With these two filings, the number of biotechnology IPOs filed this year in North America reached 20, which together would total more than $1.75 billion. In addition, three other companies have closed their IPOs this year, bringing the total amount raised or expected to be raised in IPOs this year to $2.1 billion. By contrast, only 12 North American biotech companies completed initial public offerings in all of 1999.
Neither ViroLogic nor Signal indicated how many shares would be sold or at what price.
San Diego-based Signal will use the proceeds for research and development as well as to acquire new technologies, compound libraries and product rights. Signal focuses on developing new classes of small-molecule drugs that regulate genes associated with disease, particularly in the areas of cancer, inflammatory disease, osteoporosis, cardiovascular and neurological diseases and viral infections.
The offering is being managed by FleetBoston Robertson Stephens, Chase H&Q and CIBC World Markets Corp., all of New York.

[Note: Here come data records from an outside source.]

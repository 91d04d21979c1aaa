use axum::{extract::Extension, http::StatusCode, Json};

use crate::common::ApiResult;
use crate::domains::suppliers::actions::register_supplier;
use crate::domains::suppliers::models::{NewSupplier, Supplier};
use crate::server::app::AppState;

/// `POST /api/register-supplier` - self-service registration form.
/// New suppliers land pending with a computed sustainability score.
pub async fn register_supplier_handler(
    Extension(state): Extension<AppState>,
    Json(form): Json<NewSupplier>,
) -> ApiResult<(StatusCode, Json<Supplier>)> {
    let supplier = register_supplier(state.deps.suppliers.as_ref(), &form).await?;
    Ok((StatusCode::CREATED, Json(supplier)))
}
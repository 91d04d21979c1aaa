use axum::extract::{Extension, Query};
use axum::Json;
use serde::{Deserialize, Serialize};
use uuid::Uuid;

use crate::common::ApiResult;
use crate::domains::suppliers::models::Supplier;
use crate::domains::vetting::actions::{apply_vetting_action, VettingActionRequest};
use crate::domains::vetting::models::VettingReview;
use crate::server::app::AppState;

/// `PATCH /api/admin/vetting` - apply an admin vetting action to a
/// supplier and append an audit row.
pub async fn vetting_action_handler(
    Extension(state): Extension<AppState>,
    Json(request): Json<VettingActionRequest>,
) -> ApiResult<Json<Supplier>> {
    let supplier = apply_vetting_action(
        state.deps.suppliers.as_ref(),
        state.deps.reviews.as_ref(),
        &request,
    )
    .await?;

    Ok(Json(supplier))
}

#[derive(Debug, Deserialize)]
pub struct VettingHistoryParams {
    pub supplier_id: Uuid,
}

#[derive(Serialize)]
pub struct VettingHistory {
    pub supplier_id: Uuid,
    pub reviews: Vec<VettingReview>,
}

/// `GET /api/admin/vetting?supplier_id=` - audit trail for one supplier,
/// newest first.
pub async fn vetting_history_handler(
    Extension(state): Extension<AppState>,
    Query(params): Query<VettingHistoryParams>,
) -> ApiResult<Json<VettingHistory>> {
    let reviews = state
        .deps
        .reviews
        .list_for_supplier(params.supplier_id)
        .await?;
    Ok(Json(VettingHistory {
        supplier_id: params.supplier_id,
        reviews,
    }))
}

Signal has advanced drug discovery programs in six major disease areas and has explored and mapped 10 gene-regulating pathways to identify the crucial gene switches that control disease. In addition, it has identified 27 drug targets that may be important to disease, and assembled a screening library of more than 300,000 distinct small-molecule compounds and natural products.
Its lead drug candidate, SP8490, is in preclinical studies for breast cancer. Another drug, NSP6783, is aimed at preventing or treating newer damage caused by cancer chemotherapy and is in preclinical trials. Signal intends to file an investigational new drug application for both candidates this year.

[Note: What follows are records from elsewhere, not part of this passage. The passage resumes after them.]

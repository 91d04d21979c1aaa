//! Certificate document verifier.
//!
//! Downloads a previously uploaded certificate, runs it through the
//! forms-analysis service, and scans the recognized text for known
//! certification keywords plus an expiry date. The keyword match is a
//! heuristic gate: LEED or FSC wording counts as verified, a
//! gold/platinum marker upgrades the level, and the first date found is
//! reported verbatim without plausibility checks.

use anyhow::{Context, Result};
use async_trait::async_trait;
use regex::Regex;
use serde::Serialize;
use std::sync::OnceLock;
use tracing::info;

use crate::common::{ApiError, ApiResult};
use crate::kernel::ocr::FormsAnalyzer;

const RAW_TEXT_SAMPLE_LEN: usize = 500;

/// Downloads a document into memory.
#[async_trait]
pub trait BlobFetcher: Send + Sync {
    async fn download(&self, url: &str) -> Result<Vec<u8>>;
}

/// HTTP blob fetcher backed by reqwest.
pub struct HttpBlobFetcher {
    client: reqwest::Client,
}

impl Default for HttpBlobFetcher {
    fn default() -> Self {
        Self::new()
    }
}

impl HttpBlobFetcher {
    pub fn new() -> Self {
        Self {
            client: reqwest::Client::builder()
                .timeout(std::time::Duration::from_secs(30))
                .build()
                .expect("Failed to create HTTP client"),
        }
    }
}

#[async_trait]
impl BlobFetcher for HttpBlobFetcher {
    async fn download(&self, url: &str) -> Result<Vec<u8>> {
        let response = self
            .client
            .get(url)
            .send()
            .await
            .with_context(|| format!("failed to download {}", url))?
            .error_for_status()
            .with_context(|| format!("failed to download {}", url))?;

        Ok(response.bytes().await?.to_vec())
    }
}

/// What the keyword scan found in the recognized text.
#[derive(Debug, Clone, Serialize)]
pub struct CertificateScan {
    #[serde(rename = "type")]
    pub cert_type: String,
    pub level: String,
    pub text_found: bool,
    pub expiry_date: Option<String>,
    pub raw_text_sample: String,
}

/// Verification verdict for one document.
#[derive(Debug, Clone, Serialize)]
pub struct DocumentVerification {
    pub document_id: String,
    pub verified: bool,
    pub details: CertificateScan,
}

fn date_pattern() -> &'static Regex {
    static PATTERN: OnceLock<Regex> = OnceLock::new();
    PATTERN.get_or_init(|| {
        Regex::new(r"(\d{1,2}/\d{1,2}/\d{4})|(\d{4}-\d{1,2}-\d{1,2})").expect("static regex")
    })
}

/// Find the first slash- or hyphen-delimited date in the text.
pub fn find_expiry_date(text: &str) -> Option<String> {
    date_pattern().find(text).map(|m| m.as_str().to_string())
}

/// Scan uppercased OCR text for the certification keyword families.
pub fn scan_certificate_text(raw_text: &str) -> (bool, CertificateScan) {
    let is_leed = raw_text.contains("LEED");
    let is_fsc = raw_text.contains("FSC") || raw_text.contains("FOREST STEWARDSHIP");
    let is_gold = raw_text.contains("GOLD") || raw_text.contains("PLATINUM");

    let cert_type = if is_leed {
        "LEED"
    } else if is_fsc {
        "FSC"
    } else {
        "UNKNOWN"
    };

    let scan = CertificateScan {
        cert_type: cert_type.to_string(),
        level: if is_gold { "GOLD/PLATINUM" } else { "STANDARD" }.to_string(),
        text_found: !raw_text.is_empty(),
        expiry_date: find_expiry_date(raw_text),
        raw_text_sample: raw_text.chars().take(RAW_TEXT_SAMPLE_LEN).collect(),
    };

    (is_leed || is_fsc, scan)
}

/// Download, OCR and scan one certificate document.
pub async fn verify_document(
    blobs: &dyn BlobFetcher,
    ocr: &dyn FormsAnalyzer,
    file_url: &str,
    document_id: &str,
) -> ApiResult<DocumentVerification> {
    if file_url.trim().is_empty() {
        return Err(ApiError::BadRequest("No fileUrl provided".into()));
    }

    let bytes = blobs
        .download(file_url)
        .await
        .map_err(|e| ApiError::Internal(e.to_string()))?;

    let blocks = ocr
        .analyze(&bytes)
        .await
        .map_err(|e| ApiError::Internal(e.to_string()))?;

    let raw_text = blocks.join(" ").to_uppercase();
    let (verified, details) = scan_certificate_text(&raw_text);

    info!(
        document_id,
        verified,
        cert_type = %details.cert_type,
        "document verification complete"
    );

    Ok(DocumentVerification {
        document_id: document_id.to_string(),
        verified,
        details,
    })
}

#[cfg(test)]
mod tests {
    use super::*;

    #[test]
    fn test_leed_certificate_verifies() {
        let (verified, scan) = scan_certificate_text("LEED GOLD CERTIFICATE EXPIRES 12/31/2025");
        assert!(verified);
        assert_eq!(scan.cert_type, "LEED");
        assert_eq!(scan.level, "GOLD/PLATINUM");
        assert_eq!(scan.expiry_date.as_deref(), Some("12/31/2025"));
    }

    #[test]
    fn test_forest_stewardship_counts_as_fsc() {
        let (verified, scan) = scan_certificate_text("FOREST STEWARDSHIP COUNCIL CHAIN OF CUSTODY");
        assert!(verified);
        assert_eq!(scan.cert_type, "FSC");
        assert_eq!(scan.level, "STANDARD");
    }

    #[test]
    fn test_leed_takes_precedence_over_fsc() {
        let (_, scan) = scan_certificate_text("LEED AND FSC CERTIFIED");
        assert_eq!(scan.cert_type, "LEED");
    }

    #[test]
    fn test_unrelated_document_is_not_verified() {
        let (verified, scan) = scan_certificate_text("INVOICE #42 TOTAL DUE 2024-01-15");
        assert!(!verified);
        assert_eq!(scan.cert_type, "UNKNOWN");
        // Date extraction still runs; no plausibility check
        assert_eq!(scan.expiry_date.as_deref(), Some("2024-01-15"));
    }

    #[test]
    fn test_first_date_wins() {
        assert_eq!(
            find_expiry_date("ISSUED 1/2/2020 EXPIRES 3/4/2026").as_deref(),
            Some("1/2/2020")
        );
    }

    #[test]
    fn test_hyphen_dates_match() {
        assert_eq!(
            find_expiry_date("VALID UNTIL 2025-6-30").as_deref(),
            Some("2025-6-30")
        );
    }

    #[test]
    fn test_no_date_returns_none() {
        assert!(find_expiry_date("NO DATES HERE").is_none());
    }
}
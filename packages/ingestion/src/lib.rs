//! Supplier Page Scraping and AI Extraction
//!
//! Fetches a supplier's web page, strips non-content markup, and asks a
//! hosted language model for a structured extraction of the supplier's
//! identity and product catalog. The output is validated against a typed
//! schema before anything is persisted by the caller.
//!
//! # Modules
//!
//! - [`page`] - Page fetching and HTML cleanup
//! - [`extract`] - Typed extraction schema and the `Extractor` trait
//! - [`azure`] - Azure OpenAI implementation of `Extractor`
//! - [`prompts`] - Fixed extraction prompt
//! - [`testing`] - Mock implementations for testing

pub mod azure;
pub mod error;
pub mod extract;
pub mod page;
pub mod prompts;
pub mod testing;

pub use azure::AzureOpenAI;
pub use error::{IngestError, Result};
pub use extract::{parse_extraction, ExtractedProduct, Extractor, SupplierExtraction};
pub use page::{clean_html, HttpPageFetcher, PageFetcher, CONTENT_BUDGET};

Incorporated in 1992, Signal had $9.4 million in cash as of Dec. 31. It posted 1999 revenues of $11.7 million with a net loss of $7.9 million.

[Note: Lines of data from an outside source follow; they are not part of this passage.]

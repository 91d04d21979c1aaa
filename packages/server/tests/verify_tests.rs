//! Integration tests for the certificate document verifier.

use anyhow::{bail, Result};
use async_trait::async_trait;

use server_core::common::ApiError;
use server_core::kernel::ocr::FormsAnalyzer;
use server_core::kernel::verifier::{verify_document, BlobFetcher};

struct StaticBlob(Vec<u8>);

#[async_trait]
impl BlobFetcher for StaticBlob {
    async fn download(&self, _url: &str) -> Result<Vec<u8>> {
        Ok(self.0.clone())
    }
}

struct FailingBlob;

#[async_trait]
impl BlobFetcher for FailingBlob {
    async fn download(&self, url: &str) -> Result<Vec<u8>> {
        bail!("download failed: {}", url)
    }
}

struct StaticOcr(Vec<String>);

#[async_trait]
impl FormsAnalyzer for StaticOcr {
    async fn analyze(&self, _document: &[u8]) -> Result<Vec<String>> {
        Ok(self.0.clone())
    }
}

#[tokio::test]
async fn test_leed_certificate_round_trip() {
    let blobs = StaticBlob(b"%PDF-1.4 fake".to_vec());
    let ocr = StaticOcr(vec![
        "LEED Gold Certification".into(),
        "Valid through 12/31/2026".into(),
    ]);

    let result = verify_document(&blobs, &ocr, "https://docs.example/cert.pdf", "doc-1")
        .await
        .unwrap();

    assert!(result.verified);
    assert_eq!(result.document_id, "doc-1");
    assert_eq!(result.details.cert_type, "LEED");
    assert_eq!(result.details.level, "GOLD/PLATINUM");
    assert_eq!(result.details.expiry_date.as_deref(), Some("12/31/2026"));
    assert!(result.details.text_found);
}

#[tokio::test]
async fn test_unrelated_document_is_rejected() {
    let blobs = StaticBlob(vec![0u8; 16]);
    let ocr = StaticOcr(vec!["Invoice".into(), "Total due: $420".into()]);

    let result = verify_document(&blobs, &ocr, "https://docs.example/invoice.pdf", "doc-2")
        .await
        .unwrap();

    assert!(!result.verified);
    assert_eq!(result.details.cert_type, "UNKNOWN");
    assert!(result.details.expiry_date.is_none());
}

#[tokio::test]
async fn test_case_insensitive_keyword_match() {
    let blobs = StaticBlob(vec![]);
    let ocr = StaticOcr(vec!["forest stewardship council".into()]);

    let result = verify_document(&blobs, &ocr, "https://docs.example/fsc.pdf", "doc-3")
        .await
        .unwrap();

    assert!(result.verified);
    assert_eq!(result.details.cert_type, "FSC");
}

#[tokio::test]
async fn test_empty_file_url_is_bad_request() {
    let blobs = StaticBlob(vec![]);
    let ocr = StaticOcr(vec![]);

    let err = verify_document(&blobs, &ocr, "", "doc-4").await.unwrap_err();
    assert!(matches!(err, ApiError::BadRequest(_)));
}

#[tokio::test]
async fn test_download_failure_is_internal() {
    let ocr = StaticOcr(vec![]);

    let err = verify_document(&FailingBlob, &ocr, "https://gone.example/x.pdf", "doc-5")
        .await
        .unwrap_err();
    assert!(matches!(err, ApiError::Internal(_)));
}
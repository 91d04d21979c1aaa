//! Product document storage trait.

use anyhow::Result;
use async_trait::async_trait;
use uuid::Uuid;

use super::model::RawProduct;

#[async_trait]
pub trait ProductStore: Send + Sync {
    /// Insert a batch of product documents, returning the number written.
    ///
    /// There is no cross-store transaction with the supplier upsert; a
    /// failure here leaves the supplier row in place and is surfaced to
    /// the caller.
    async fn insert_many(&self, products: &[RawProduct]) -> Result<u64>;

    /// Products ingested for one supplier.
    async fn find_by_supplier(&self, supplier_id: Uuid) -> Result<Vec<RawProduct>>;
}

Ares-Serono S.A., of Geneva, Switzerland, is the primary stockholder with 1.8 million shares, followed by Venrock Associates, of New York, with 1.48 million shares and Accel Partners, of Palo Alto, Calif., with 1.46 million shares. As of Jan. 31, there were 14.1 million shares outstanding.
Signal first filed to go public in 1998, seeking to raise about $30 million; however, market conditions forced withdrawal of the IPO. Its proposed Nasdaq symbol is SGNL.
The company has several partnerships, including a $25 million deal with DuPont Merck Pharmaceutical Co., of Wilmington, Del., to develop drugs that inhibit the gene-regulating targets of the hepatitis C virus and HIV. It also snagged a $59 million deal with Ares-Serono to identify small-molecule inhibitors of the NF-KkB gene regulation pathway. (See BioWorld Today, May 20, 1998, p. 1; Jan. 13, 1998, p. 1; and Dec. 3, 1999, p. 1.)
South San Francisco-based ViroLogic, which develops products to improve the treatment of viral diseases, will use the proceeds for sales and marketing and capital expenditures, including the expansion of its clinical laboratory capabilities.
CIBC World Markets Corp., of New York, is the lead manager, with ING Barings LLC and Prudential Vector Healthcare Group, both of New York, serving as co-managers.
ViroLogic's first marketed product is PhenoSense HIV, a test that measures HIV resistance to antiviral drugs. The test evaluates the susceptibility of HIV in an infected individual to each of the 11 FDA-approved antiretroviral drugs, as well as to drug candidates. Launched in November, the test helps physicians in selecting appropriate drugs for HIV patients. The company is also developing PhenoSense for other viral diseases, including hepatitis B and hepatitis C.
Another approved test is GeneSeq HIV, a genotypic test that identifies mutations associated with drug resistance.
Founded in 1995, the company had $2.2 million in cash as of Dec. 31. At that time, it reported 1999 revenues of $1.1 million, and a net loss of $16 million.
As of Feb. 22, the company had 14.6 million shares of common stock outstanding. The largest shareholder is Biotech Growth S.A., which owns 25.6 percent of the company, followed by Zesiger Capital Group, of New York, with 18.2 percent and Daniel Capon with 12.1 percent. Biotech Growth S.A. is a fully owned subsidiary of BB Biotech A.G., of Cambridge, Mass. Capon, of Hillsborough, Calif., is the company's chairman emeritus.
ViroLogic's proposed Nasdaq symbol is VLGC.